More realistically, most working child care providers in DC take 12 to 18 months from start to credential in hand. The training hours and the portfolio are the pacing constraints for most people, not the application itself.
Delays happen for predictable reasons: training providers with infrequent course schedules, difficulty getting 6 family questionnaires returned, PDS availability, and the time it takes to write reflective competency statements that are specific enough to pass review.
If you're working toward a CDA to meet a licensing deadline, OSSE's licensing office can sometimes grant conditional approval while a staff member actively pursues required credentials. Ask about this option explicitly when you apply for or renew your facility license. DC licensing staff will not volunteer this information on their own.
Renewal is much faster: 45 hours of continuing education, a renewal application, and the $150 fee. Most active practitioners spread the renewal training over 6 to 8 months before their 3-year renewal deadline.
What training and scholarship resources are available for DC providers?
DC has a relatively strong infrastructure for early childhood professional development compared to smaller states, though funding availability changes year to year.
Key resources:
OSSE Professional Development: OSSE administers professional development funding and programs for DC early childhood workers. Their website lists approved training providers and sometimes offers subsidized training for providers working in OSSE-licensed facilities. [2]
Child Care Aware of DC: Child Care Aware of DC has historically served as a resource and referral hub and connected providers to training opportunities and T.E.A.C.H. scholarship information. [4]

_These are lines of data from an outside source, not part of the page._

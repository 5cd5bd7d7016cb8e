//! Users API handlers. Both routes sit behind the bearer middleware.
//!
//! ```text
//! GET /api/users
//! GET /api/users/me
//! ```

use actix_web::http::StatusCode;
use actix_web::{HttpResponse, get, web};

use crate::domain::ports::CurrentUser;
use crate::domain::{AuthenticatedUser, Profile};
use crate::inbound::http::ApiResult;
use crate::inbound::http::envelope::{ApiEnvelope, ErrorEnvelope};
use crate::inbound::http::state::HttpState;

/// List profiles, most recently updated first.
#[utoipa::path(
    get,
    path = "/api/users",
    responses(
        (status = 200, description = "Users", body = ApiEnvelope<Vec<Profile>>),
        (status = 401, description = "Unauthorised", body = ErrorEnvelope),
        (status = 500, description = "Internal server error", body = ErrorEnvelope)
    ),
    tags = ["users"],
    operation_id = "listUsers",
    security(("bearer" = []))
)]
#[get("")]
pub async fn list_users(
    state: web::Data<HttpState>,
    _user: AuthenticatedUser,
) -> ApiResult<HttpResponse> {
    let users = state.users.list_users().await?;
    Ok(ApiEnvelope::ok("Users retrieved successfully", users).respond(StatusCode::OK))
}

/// The caller's identity metadata and linked channels.
#[utoipa::path(
    get,
    path = "/api/users/me",
    responses(
        (status = 200, description = "Current user", body = ApiEnvelope<CurrentUser>),
        (status = 401, description = "Unauthorised", body = ErrorEnvelope),
        (status = 500, description = "Internal server error", body = ErrorEnvelope)
    ),
    tags = ["users"],
    operation_id = "currentUser",
    security(("bearer" = []))
)]
#[get("/me")]
pub async fn current_user(
    state: web::Data<HttpState>,
    user: AuthenticatedUser,
) -> ApiResult<HttpResponse> {
    let current = state.users.current_user(&user).await?;
    Ok(ApiEnvelope::ok("Current user retrieved successfully", current).respond(StatusCode::OK))
}

pub fn configure(cfg: &mut web::ServiceConfig) {
    cfg.service(list_users).service(current_user);
}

T.E.A.C.H. Early Childhood Scholarship Program: T.E.A.C.H. provides scholarships to early childhood workers pursuing degrees and credentials. Confirm DC's participation status and specific scholarship offerings directly with Child Care Aware of DC, since funding cycles change.

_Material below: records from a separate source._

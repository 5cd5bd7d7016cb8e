//! Waitlist signup primitives.
//!
//! Validation mirrors the public signup form: every rule is checked and all
//! violations are reported together so clients can highlight each field.

use std::fmt;
use std::sync::OnceLock;

use chrono::{DateTime, Utc};
use regex::Regex;
use serde::{Deserialize, Serialize};
use thiserror::Error;
use utoipa::ToSchema;
use uuid::Uuid;

use super::{Error, FieldError};

/// Minimum username length in characters.
pub const USERNAME_MIN: usize = 2;
/// Maximum username length in characters.
pub const USERNAME_MAX: usize = 30;
const EMAIL_MAX: usize = 254;

static USERNAME_RE: OnceLock<Regex> = OnceLock::new();
static EMAIL_RE: OnceLock<Regex> = OnceLock::new();

fn username_regex() -> &'static Regex {
    USERNAME_RE.get_or_init(|| {
        Regex::new("^[a-zA-Z0-9_]+$")
            .unwrap_or_else(|error| panic!("username regex failed to compile: {error}"))
    })
}

fn email_regex() -> &'static Regex {
    EMAIL_RE.get_or_init(|| {
        let pattern = r"^[A-Za-z0-9.!#$%&'*+/=?^_`{|}~-]+@[A-Za-z0-9](?:[A-Za-z0-9-]{0,61}[A-Za-z0-9])?(?:\.[A-Za-z0-9](?:[A-Za-z0-9-]{0,61}[A-Za-z0-9])?)+$";
        Regex::new(pattern).unwrap_or_else(|error| panic!("email regex failed to compile: {error}"))
    })
}

/// A single rule broken by a signup payload.
#[derive(Debug, Clone, Copy, PartialEq, Eq, Error)]
pub enum WaitlistValidationError {
    /// Username missing or empty.
    #[error("Username is required")]
    UsernameRequired,
    /// Username shorter than [`USERNAME_MIN`].
    #[error("Username must be at least {min} characters long")]
    UsernameTooShort { min: usize },
    /// Username longer than [`USERNAME_MAX`].
    #[error("Username cannot exceed {max} characters")]
    UsernameTooLong { max: usize },
    /// Username contains characters outside `[a-zA-Z0-9_]`.
    #[error("Username can only contain letters, numbers and underscores")]
    UsernameInvalidCharacters,
    /// Email missing or empty.
    #[error("Email is required")]
    EmailRequired,
    /// Email is not a syntactically valid address.
    #[error("Please provide a valid email address")]
    EmailInvalid,
}

impl WaitlistValidationError {
    /// Request field the violation belongs to.
    pub fn field(&self) -> &'static str {
        match self {
            Self::UsernameRequired
            | Self::UsernameTooShort { .. }
            | Self::UsernameTooLong { .. }
            | Self::UsernameInvalidCharacters => "username",
            Self::EmailRequired | Self::EmailInvalid => "email",
        }
    }
}

impl From<WaitlistValidationError> for FieldError {
    fn from(value: WaitlistValidationError) -> Self {
        FieldError::new(value.field(), value.to_string())
    }
}

/// Validated waitlist username.
#[derive(Debug, Clone, PartialEq, Eq, Serialize)]
#[serde(into = "String")]
pub struct Username(String);

impl Username {
    /// Validate a raw username, returning the first violation.
    pub fn new(raw: impl Into<String>) -> Result<Self, WaitlistValidationError> {
        let raw = raw.into();
        match Self::violations(&raw).into_iter().next() {
            Some(violation) => Err(violation),
            None => Ok(Self(raw)),
        }
    }

    /// Every rule `raw` breaks, in declaration order.
    pub fn violations(raw: &str) -> Vec<WaitlistValidationError> {
        if raw.is_empty() {
            return vec![WaitlistValidationError::UsernameRequired];
        }

        let mut violations = Vec::new();
        let length = raw.chars().count();
        if length < USERNAME_MIN {
            violations.push(WaitlistValidationError::UsernameTooShort { min: USERNAME_MIN });
        }
        if length > USERNAME_MAX {
            violations.push(WaitlistValidationError::UsernameTooLong { max: USERNAME_MAX });
        }
        if !username_regex().is_match(raw) {
            violations.push(WaitlistValidationError::UsernameInvalidCharacters);
        }
        violations
    }

    /// Borrow the username.
    pub fn as_str(&self) -> &str {
        self.0.as_str()
    }
}

impl fmt::Display for Username {
    fn fmt(&self, f: &mut fmt::Formatter<'_>) -> fmt::Result {
        f.write_str(&self.0)
    }
}

impl From<Username> for String {
    fn from(value: Username) -> Self {
        value.0
    }
}

/// Syntactically valid email address.
///
/// # Examples
/// ```
/// use waitlist_backend::domain::EmailAddress;
///
/// assert!(EmailAddress::new("ada@example.com").is_ok());
/// assert!(EmailAddress::new("ada@localhost").is_err());
/// ```
#[derive(Debug, Clone, PartialEq, Eq, Serialize)]
#[serde(into = "String")]
pub struct EmailAddress(String);

impl EmailAddress {
    /// Validate a raw email address.
    pub fn new(raw: impl Into<String>) -> Result<Self, WaitlistValidationError> {
        let raw = raw.into();
        if raw.is_empty() {
            return Err(WaitlistValidationError::EmailRequired);
        }
        if raw.len() > EMAIL_MAX || !email_regex().is_match(&raw) || !Self::well_formed(&raw) {
            return Err(WaitlistValidationError::EmailInvalid);
        }
        Ok(Self(raw))
    }

    fn well_formed(raw: &str) -> bool {
        let Some((local, domain)) = raw.rsplit_once('@') else {
            return false;
        };
        let tld_ok = domain
            .rsplit('.')
            .next()
            .is_some_and(|tld| tld.len() >= 2 && tld.chars().all(|c| c.is_ascii_alphabetic()));
        tld_ok && !local.starts_with('.') && !local.ends_with('.') && !local.contains("..")
    }

    /// Borrow the address.
    pub fn as_str(&self) -> &str {
        self.0.as_str()
    }

    /// Part before the `@`, used as a default handle.
    pub fn local_part(&self) -> &str {
        self.0
            .rsplit_once('@')
            .map_or(self.0.as_str(), |(local, _)| local)
    }
}

impl fmt::Display for EmailAddress {
    fn fmt(&self, f: &mut fmt::Formatter<'_>) -> fmt::Result {
        f.write_str(&self.0)
    }
}

impl From<EmailAddress> for String {
    fn from(value: EmailAddress) -> Self {
        value.0
    }
}

/// Validated `{username, email}` pair ready to be stored.
#[derive(Debug, Clone, PartialEq, Eq, Serialize)]
pub struct WaitlistSignup {
    username: Username,
    email: EmailAddress,
}

impl WaitlistSignup {
    /// Build a signup from already validated parts.
    pub fn new(username: Username, email: EmailAddress) -> Self {
        Self { username, email }
    }

    /// Validate raw request fields, collecting every violation.
    pub fn try_from_parts(
        username: Option<&str>,
        email: Option<&str>,
    ) -> Result<Self, Vec<WaitlistValidationError>> {
        let mut violations = Username::violations(username.unwrap_or_default());
        let email = EmailAddress::new(email.unwrap_or_default());
        if let Err(violation) = &email {
            violations.push(*violation);
        }

        match (violations.is_empty(), email) {
            (true, Ok(email)) => Ok(Self {
                username: Username(username.unwrap_or_default().to_owned()),
                email,
            }),
            _ => Err(violations),
        }
    }

    /// Requested username.
    pub fn username(&self) -> &Username {
        &self.username
    }

    /// Requested email address.
    pub fn email(&self) -> &EmailAddress {
        &self.email
    }
}

/// Turn collected violations into a `400 Validation failed` domain error.
pub fn validation_failed(violations: Vec<WaitlistValidationError>) -> Error {
    Error::invalid_request("Validation failed")
        .with_errors(violations.into_iter().map(FieldError::from).collect())
}

/// Stored waitlist row.
#[derive(Debug, Clone, PartialEq, Eq, Serialize, Deserialize, ToSchema)]
pub struct WaitlistEntry {
    /// Row identifier assigned by the data store.
    #[schema(value_type = String, example = "0b6f1c8e-3f2a-4c55-9a3e-5c1f5e6d7a8b")]
    pub id: Uuid,
    /// Requested username.
    #[schema(example = "ada_l")]
    pub username: String,
    /// Contact email.
    #[schema(example = "ada@example.com")]
    pub email: String,
    /// Insertion timestamp assigned by the data store.
    #[schema(value_type = String, example = "2024-05-01T12:00:00Z")]
    pub created_at: DateTime<Utc>,
}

DC infrastructure and workforce development: DC workforce agencies occasionally fund training for community health and child care workers. These are less consistent than OSSE or T.E.A.C.H. but worth monitoring.

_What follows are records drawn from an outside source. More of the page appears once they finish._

//! Request middleware.
//!
//! Purpose: request lifecycle concerns shared by every route. [`Trace`] wraps
//! the whole app; [`BearerAuth`] wraps protected route groups.

pub mod auth;
pub mod trace;

pub use auth::BearerAuth;
pub use trace::Trace;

Head Start and Early Head Start programs in DC often have internal professional development coordinators who can serve as PDS and may know of training resources not widely advertised.
Community college training: Courses from DC community colleges that align with CDA subject areas can count toward the 120-hour requirement. Keep documentation from these courses that shows credit hours and subject area coverage.
The Council for Professional Recognition's own CDA Online program is the most reliable fallback if local options don't fit your schedule. It's not free ($225 as of 2024), but it's built specifically to produce the documentation the Council needs at application time. [1]
For curriculum resources you might want in your portfolio resource collection, see our free preschool curriculum and preschool curriculum guides.
How does the CDA fit into DC's broader early childhood career ladder?
DC has a defined early childhood education career ladder that moves from entry-level positions through credentialed teacher, lead teacher, and director roles. The CDA sits at the credentialed teacher tier, below an associate degree and well below the bachelor's or master's degree levels required for program director positions in licensed centers.
The practical career progression looks roughly like this:
| Credential Level | Typical DC Role | Meets Director Requirement? |
|---|---|---|
| No formal credential | Assistant caregiver (supervised) | No |
| CDA | Lead caregiver (home), teacher (center) | No |
| Associate degree (ECE) | Lead teacher | No |
| Bachelor's degree (ECE or related) | Lead teacher, director | Yes |
| Master's degree | Director, program administrator | Yes |
Many DC providers start with a CDA and then pursue an associate degree through the University of the District of Columbia (UDC) or other institutions, with CDA coursework sometimes accepted for credit or credit equivalency. [10] This stacking is not automatic. You need to confirm with the specific institution what CDA documentation they accept and how they award credit.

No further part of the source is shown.